## EXERCISE
Could you return only the lines that run from the line with "a string one." through the final line of the data, exactly as they stand?

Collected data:
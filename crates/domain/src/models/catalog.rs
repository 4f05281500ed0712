use chrono::{DateTime, Utc};
use common::EntityId;
use serde::{Deserialize, Serialize};
use serde_json::{Map, Value};

use super::line_item::LineItem;
use super::order::Order;

#[derive(Debug, Clone, Default, PartialEq, Serialize, Deserialize)]
pub struct Region {
    pub id: EntityId,
    #[serde(default)]
    pub name: String,
    #[serde(default)]
    pub currency_code: String,
    /// Percentage rate, e.g. `25.0`.
    #[serde(default)]
    pub tax_rate: Option<f64>,
}

#[derive(Debug, Clone, Default, PartialEq, Serialize, Deserialize)]
pub struct GiftCard {
    pub id: EntityId,
    pub code: String,
    /// Face value in minor units, excluding tax.
    pub value: i64,
    #[serde(default)]
    pub balance: i64,
    #[serde(default)]
    pub is_disabled: bool,
    #[serde(default)]
    pub region: Option<Region>,
    #[serde(default)]
    pub order_id: Option<EntityId>,
    #[serde(default)]
    pub order: Option<Box<Order>>,
    #[serde(default)]
    pub created_at: DateTime<Utc>,
}

#[derive(Debug, Clone, Default, PartialEq, Eq, Serialize, Deserialize)]
pub struct Product {
    pub id: EntityId,
    pub title: String,
    #[serde(default)]
    pub handle: Option<String>,
    #[serde(default)]
    pub description: Option<String>,
    #[serde(default)]
    pub thumbnail: Option<String>,
}

#[derive(Debug, Clone, Default, PartialEq, Eq, Serialize, Deserialize)]
pub struct ProductVariant {
    pub id: EntityId,
    pub title: String,
    #[serde(default)]
    pub sku: Option<String>,
    #[serde(default)]
    pub inventory_quantity: i64,
    #[serde(default)]
    pub product: Option<Product>,
}

/// Store-wide settings.
#[derive(Debug, Clone, Default, PartialEq, Eq, Serialize, Deserialize)]
pub struct Store {
    pub id: EntityId,
    #[serde(default)]
    pub name: String,
    /// Link template for swap confirmation, with a `{cart_id}` placeholder.
    #[serde(default)]
    pub swap_link_template: Option<String>,
}

/// A shopping session. Only its context and, for swaps, its items are read.
#[derive(Debug, Clone, Default, PartialEq, Serialize, Deserialize)]
pub struct Cart {
    pub id: EntityId,
    /// Free-form session context; may carry a `locale` string.
    #[serde(default)]
    pub context: Map<String, Value>,
    #[serde(default)]
    pub region: Option<Region>,
    #[serde(default)]
    pub items: Vec<LineItem>,
    #[serde(default)]
    pub subtotal: i64,
    #[serde(default)]
    pub tax_total: Option<i64>,
    #[serde(default)]
    pub discount_total: i64,
    #[serde(default)]
    pub shipping_total: i64,
    #[serde(default)]
    pub total: Option<i64>,
}

impl Cart {
    /// Returns the session locale, if the context carries a string one.
    pub fn locale(&self) -> Option<&str> {
        self.context.get("locale").and_then(Value::as_str)
    }
}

## RESPONSE AREA
    /// Returns the session locale, if the context carries a string one.
    pub fn locale(&self) -> Option<&str> {
        self.context.get("locale").and_then(Value::as_str)
    }
}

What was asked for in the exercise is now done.